Одним из важнейших принципов демократически осуществляемой децентрализации становится субсидиарность (задачи, вполне решаемые на низшем уровне, не должны переноситься на уровень более высокий). Другая сторона децентрализации (а именно она делает данный процесс политическим) связана с поисками поддержки государственной политики снизу. Создаются новые механизмы участия граждан в управлении. Низовые самоуправленческие (территориальные или секторальные) объединения превращаются в звенья системы, связывающей администрацию с отдельной личностью. При этом сами подобные объединения остаются независимыми гражданскими структурами, не огосударствляются.

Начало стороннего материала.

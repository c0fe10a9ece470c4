//! Mutable working partition.
//!
//! [`PartitionState`] is the single mutable structure of a search replica:
//! which slab each order sits on, plus per-slab aggregates (content weight,
//! color multiset, member list) maintained incrementally so a move never
//! needs a full re-scan. The penalized cost it tracks is the annealing
//! objective from the search layer: sawtooth waste plus a per-unit penalty
//! for capacity and color violations, so transiently infeasible states are
//! costly rather than forbidden.
//!
//! Each replica owns exactly one `PartitionState`; it is never shared.

mod partition;

pub use partition::PartitionState;
//! Pure solution scoring.
//!
//! The [`Evaluator`] owns the sawtooth waste rule and the feasibility
//! checks (capacity and the two-color limit). It reads only the immutable
//! instance and keeps no state of its own, so scoring the same partition
//! twice always yields the same answer. The search layers use it for
//! construction-time feasibility checks; external callers use
//! [`Evaluator::total_waste`] to independently audit a returned solution.

mod evaluator;

pub use evaluator::{Evaluator, InfeasibleSlabs};
// WoW Sync - keeps World of Warcraft settings and addons in a git repository
//
// This is the library crate containing the sync engine and data structures.
// The binary crate (main.rs) provides the command-line entry point.

pub mod cli;
pub mod config;
pub mod error;
pub mod instance;
pub mod logging;
pub mod metrics;
pub mod models;
pub mod services;
pub mod state;

// Re-export commonly used types for convenience
pub use config::ConfigManager;
pub use error::{Result, SyncError};
pub use instance::InstanceLock;
pub use metrics::Metrics;
pub use models::{AppConfig, AppState, CharacterRef, GameVersion, Selection, SyncSettings};
pub use services::{ConflictResolution, SyncContext, SyncOrchestrator};
pub use state::{StateChange, StateManager};

/// Application version
pub const VERSION: &str = env!("CARGO_PKG_VERSION");

/// Application name
pub const APP_NAME: &str = env!("CARGO_PKG_NAME");
impl GitAdapter {
    pub fn new(
        repo_path: impl Into<Utf8PathBuf>,
        remote_url: impl Into<String>,
        credentials: Arc<CredentialResolver>,
        log: SyncLog,
    ) -> Self {
        Self {
            repo_path: repo_path.into(),
            remote_url: remote_url.into(),
            credentials,
            log,
        }
    }

    pub fn repo_path(&self) -> &Utf8Path {
        &self.repo_path
    }

    /// Open the working tree, cloning or creating it when needed.
    pub fn init_or_clone(&self) -> Result<RepositoryHandle> {
        if self.repo_path.exists() {
            match Repository::open(&self.repo_path) {
                Ok(repo) => {
                    self.ensure_config(&repo)?;
                    self.ensure_origin(&repo)?;
                    self.log.log("Existing repository loaded");
                    return Ok(self.handle(repo));
                }
                Err(e) => {
                    tracing::debug!("Cannot open {}: {}", self.repo_path, e);
                    self.log
                        .log("Directory exists but is not a git repository, removing...");
                    fs::remove_dir_all(&self.repo_path)
                        .map_err(|e| SyncError::fs(&self.repo_path, e))?;
                }
            }
        }

        self.clone_or_init()
    }

    fn clone_or_init(&self) -> Result<RepositoryHandle> {
        if let Some(parent) = self.repo_path.parent() {
            fs::create_dir_all(parent).map_err(|e| SyncError::fs(parent, e))?;
        }

        self.log
            .log(format!("Cloning repository from {}...", self.remote_url));

        let mut fetch = FetchOptions::new();
        fetch.remote_callbacks(self.credentials.callbacks());
        let mut builder = RepoBuilder::new();
        builder.fetch_options(fetch);

        match builder.clone(&self.remote_url, self.repo_path.as_std_path()) {
            Ok(repo) => {
                self.ensure_config(&repo)?;
                if repo.head().is_err() {
                    self.log
                        .log("Remote repository is empty, creating initial commit...");
                    repo.set_head(&format!("refs/heads/{}", DEFAULT_BRANCH))?;
                    self.seed(&repo)?;
                }
                self.log.log("Repository cloned successfully");
                Ok(self.handle(repo))
            }
            Err(e) if e.code() == ErrorCode::Auth => Err(SyncError::Remote(e)),
            Err(e) => {
                tracing::debug!("Clone of {} failed: {}", self.remote_url, e);
                self.log
                    .log("Remote repository not found, creating new local repository...");
                if self.repo_path.exists() {
                    fs::remove_dir_all(&self.repo_path)
                        .map_err(|e| SyncError::fs(&self.repo_path, e))?;
                }
                self.init_new()
            }
        }
    }

    fn init_new(&self) -> Result<RepositoryHandle> {
        fs::create_dir_all(&self.repo_path).map_err(|e| SyncError::fs(&self.repo_path, e))?;

        let mut opts = RepositoryInitOptions::new();
        opts.initial_head(DEFAULT_BRANCH);
        let repo = Repository::init_opts(&self.repo_path, &opts)?;

        self.ensure_config(&repo)?;
        self.seed(&repo)?;
        self.ensure_origin(&repo)?;

        self.log.log("New repository created");
        Ok(self.handle(repo))
    }

    /// Write the ignore file and make the first commit.
    fn seed(&self, repo: &Repository) -> Result<()> {
        let gitignore = self.repo_path.join(".gitignore");
        fs::write(&gitignore, GITIGNORE_CONTENTS).map_err(|e| SyncError::fs(&gitignore, e))?;

        let mut index = repo.index()?;
        index.add_path(std::path::Path::new(".gitignore"))?;
        index.write()?;

        let tree = repo.find_tree(index.write_tree()?)?;
        let sig = repo.signature()?;
        repo.commit(Some("HEAD"), &sig, &sig, "Initial commit", &tree, &[])?;
        Ok(())
    }

    fn ensure_config(&self, repo: &Repository) -> Result<()> {
        let mut config = repo.config()?;

        if config.get_string("user.name").is_err() {
            config.set_str("user.name", DEFAULT_USER_NAME)?;
            self.log
                .log(format!("Set git user.name to '{}'", DEFAULT_USER_NAME));
        }
        if config.get_string("user.email").is_err() {
            config.set_str("user.email", DEFAULT_USER_EMAIL)?;
            self.log
                .log(format!("Set git user.email to '{}'", DEFAULT_USER_EMAIL));
        }
        if config.get_bool("core.filemode").unwrap_or(true) {
            config.set_bool("core.filemode", false)?;
            self.log.log("Disabled file mode tracking");
        }
        Ok(())
    }

    fn ensure_origin(&self, repo: &Repository) -> Result<()> {
        match repo.find_remote(REMOTE_NAME) {
            Ok(remote) => {
                if remote.url() != Some(self.remote_url.as_str()) {
                    repo.remote_set_url(REMOTE_NAME, &self.remote_url)?;
                    self.log.log("Remote 'origin' URL updated");
                }
            }
            Err(_) => {
                repo.remote(REMOTE_NAME, &self.remote_url)?;
                self.log.log("Remote 'origin' added");
            }
        }
        Ok(())
    }

    fn handle(&self, repo: Repository) -> RepositoryHandle {
        RepositoryHandle {
            repo,
            path: self.repo_path.clone(),
        }
    }

    /// Fetch and integrate the remote branch.
    pub fn pull(&self, handle: &RepositoryHandle) -> Result<PullOutcome> {
        let repo = &handle.repo;
        self.fetch(repo)?;

        let Some(target) = remote_branch_target(repo)? else {
            self.log.log("Remote has no branch yet, nothing to pull");
            return Ok(PullOutcome::NoRemoteBranch);
        };

        let annotated = repo.find_annotated_commit(target)?;
        let (analysis, _) = repo.merge_analysis(&[&annotated])?;

        let outcome = if analysis.is_up_to_date() {
            PullOutcome::UpToDate
        } else if analysis.is_fast_forward() || analysis.is_unborn() {
            self.fast_forward(repo, target)?
        } else if analysis.is_normal() {
            self.merge(repo, target)?
        } else {
            return Err(SyncError::Git(git2::Error::from_str(
                "remote branch cannot be merged",
            )));
        };

        if outcome == PullOutcome::FastForwardedDiscardingLocal {
            tracing::warn!(
                "Uncommitted changes in {} were discarded by a fast-forward pull",
                handle.path
            );
        }
        self.log.log(outcome.to_string());
        Ok(outcome)
    }

    fn fetch(&self, repo: &Repository) -> Result<()> {
        self.log.log("Fetching from remote repository...");
        let mut remote = repo.find_remote(REMOTE_NAME)?;
        let mut fetch = FetchOptions::new();
        fetch.remote_callbacks(self.credentials.callbacks());
        remote.fetch(&[FETCH_REFSPEC], Some(&mut fetch), None)?;
        Ok(())
    }

    fn fast_forward(&self, repo: &Repository, target: Oid) -> Result<PullOutcome> {
        let commit = repo.find_commit(target)?;
        let mut checkout = CheckoutBuilder::new();
        checkout.safe();

        match repo.checkout_tree(commit.as_object(), Some(&mut checkout)) {
            Ok(()) => {
                let local_ref = format!("refs/heads/{}", current_branch(repo)?);
                repo.reference(&local_ref, target, true, "pull: fast-forward")?;
                repo.set_head(&local_ref)?;
                Ok(PullOutcome::FastForwarded)
            }
            Err(e) if e.code() == ErrorCode::Conflict => {
                self.log
                    .log("Local changes conflict with remote. Using remote version...");
                repo.reset(commit.as_object(), ResetType::Hard, None)?;
                Ok(PullOutcome::FastForwardedDiscardingLocal)
            }
            Err(e) => Err(e.into()),
        }
    }

    fn merge(&self, repo: &Repository, target: Oid) -> Result<PullOutcome> {
        let annotated = repo.find_annotated_commit(target)?;
        repo.merge(&[&annotated], None, None)?;

        let mut index = repo.index()?;
        if index.has_conflicts() {
            self.log.log("Merge conflict detected");
            return Err(SyncError::Conflict);
        }

        let tree = repo.find_tree(index.write_tree()?)?;
        let sig = repo.signature()?;
        let local = repo.head()?.peel_to_commit()?;
        let remote = repo.find_commit(target)?;
        repo.commit(
            Some("HEAD"),
            &sig,
            &sig,
            "Merge from remote",
            &tree,
            &[&local, &remote],
        )?;
        repo.cleanup_state()?;
        Ok(PullOutcome::Merged)
    }

    /// Commit every working tree change and push the current branch.
    ///
    /// With `force` the remote branch is overwritten, which is how a local
    /// side kept through [`ConflictResolution::KeepLocal`] gets published.
    pub fn push(&self, handle: &RepositoryHandle, force: bool) -> Result<PushOutcome> {
        let repo = &handle.repo;

        let mut index = repo.index()?;
        index.add_all(["*"].iter(), IndexAddOption::DEFAULT, None)?;
        index.update_all(["*"].iter(), None)?;
        index.write()?;

        let head = head_commit(repo)?;
        let head_tree = head.as_ref().map(Commit::tree).transpose()?;
        let diff = repo.diff_tree_to_index(head_tree.as_ref(), Some(&index), None)?;

        if diff.deltas().len() == 0 {
            if !has_unpushed_commits(repo)? {
                self.log.log("No changes to commit");
                return Ok(PushOutcome::NothingToPush);
            }
            self.log.log("No new changes, pushing existing local commits");
        } else {
            let tree = repo.find_tree(index.write_tree()?)?;
            let sig = repo.signature()?;
            let parents: Vec<&Commit> = head.iter().collect();
            repo.commit(Some("HEAD"), &sig, &sig, COMMIT_MESSAGE, &tree, &parents)?;
            self.log
                .log(format!("Changes committed ({} file(s))", diff.deltas().len()));
        }

        self.push_branch(repo, force)?;
        self.log.log("Push completed successfully!");
        Ok(PushOutcome::Pushed)
    }

    fn push_branch(&self, repo: &Repository, force: bool) -> Result<()> {
        let branch = current_branch(repo)?;
        let prefix = if force { "+" } else { "" };
        let refspec = format!("{prefix}refs/heads/{branch}:refs/heads/{branch}");

        let rejected: RefCell<Option<String>> = RefCell::new(None);
        let mut callbacks = self.credentials.callbacks();
        callbacks.push_update_reference(|refname, status| {
            if let Some(message) = status {
                *rejected.borrow_mut() = Some(format!("{refname}: {message}"));
            }
            Ok(())
        });
        let mut options = PushOptions::new();
        options.remote_callbacks(callbacks);

        let mut remote = repo.find_remote(REMOTE_NAME)?;
        self.log.log(format!("Pushing {} to remote...", branch));
        match remote.push(&[refspec.as_str()], Some(&mut options)) {
            Ok(()) => {}
            Err(e) if e.code() == ErrorCode::NotFastForward => {
                return Err(SyncError::PushRejected(e.message().to_string()));
            }
            Err(e) => return Err(e.into()),
        }
        drop(options);

        match rejected.into_inner() {
            Some(reason) => Err(SyncError::PushRejected(reason)),
            None => Ok(()),
        }
    }

    /// Settle a conflicted pull in favour of one side.
    pub fn resolve_conflict(
        &self,
        handle: &RepositoryHandle,
        resolution: ConflictResolution,
    ) -> Result<()> {
        if !handle.has_pending_conflict()? {
            return Err(SyncError::NoConflictInProgress);
        }
        let repo = &handle.repo;

        match resolution {
            ConflictResolution::UseRemote => {
                self.log.log("Resolving conflict: using remote changes...");
                let target = remote_branch_target(repo)?
                    .ok_or_else(|| git2::Error::from_str("remote branch not found"))?;
                let object = repo.find_object(target, Some(ObjectType::Commit))?;
                repo.reset(&object, ResetType::Hard, None)?;
                repo.cleanup_state()?;
                self.log.log("Applied remote changes");
            }
            ConflictResolution::KeepLocal => {
                self.log.log("Resolving conflict: keeping local changes...");
                let object = repo.head()?.peel(ObjectType::Commit)?;
                repo.reset(&object, ResetType::Hard, None)?;
                repo.cleanup_state()?;
                self.log.log("Kept local changes");
            }
        }
        Ok(())
    }
}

Децентрализация как механизм укрепления демократических основ государственной и общественной жизни занимает особое место в политике стран, осуществивших или осуществляющих переход от тоталитарных или авторитарных режимов к либерально-демократическим. Западноевропейский опыт говорит, однако, о том, что сама по себе демократическая система не может решить проблемы защиты национальных меньшинств или стимулирования развития отдельных, менее благополучных регионов. Для этого нужны особая политика государства, специальный подход к каждому «случаю» с его национальной или региональной спецификой. В то же время данный опыт показывает, что вполне возможно сочетание принципов либерализма, отстаивающего суверенность личности, ставящего права и свободы человека выше всего (в том числе и нации), и национально-государственной идеи, исходящей из приоритета государственных интересов всего политического сообщества (но уже не как этнического, а как территориального).
Ключевым в подходе к национально-региональным проблемам является упор на выработку механизма их решения. Во многих случаях такой подход заложен в самих конституциях, где нет жесткого обозначения, закрепления прав, компетенций отдельных территорий, этнических общностей и т.д. Но зато в основных законах фиксирован четкий и гибкий механизм решения межнациональных конфликтов и противоречий, разделения власти между центром и регионами, продвижения по пути самоуправления. Наконец, все большая часть решений в национально-региональной области носит превентивный характер, – они разрабатываются и принимаются тогда, когда зарождающиеся новые противоречия еще не угрожают политической стабильности, гражданскому миру. Там же, где государство опаздывает с развязкой указанных вопросов (именно так обстоит ныне дело в некоторых странах с выработкой новых законов о гражданстве, политическом убежище, иностранной рабочей силе и т.д.), общество потрясают взрывы национализма, сепаратизма, шовинизма, расовой нетерпимости, принимающие во многом иррациональный характер.
Вряд ли надо доказывать, что перечисленные выше проблемы важны и значимы для политической жизни России и других стран СНГ.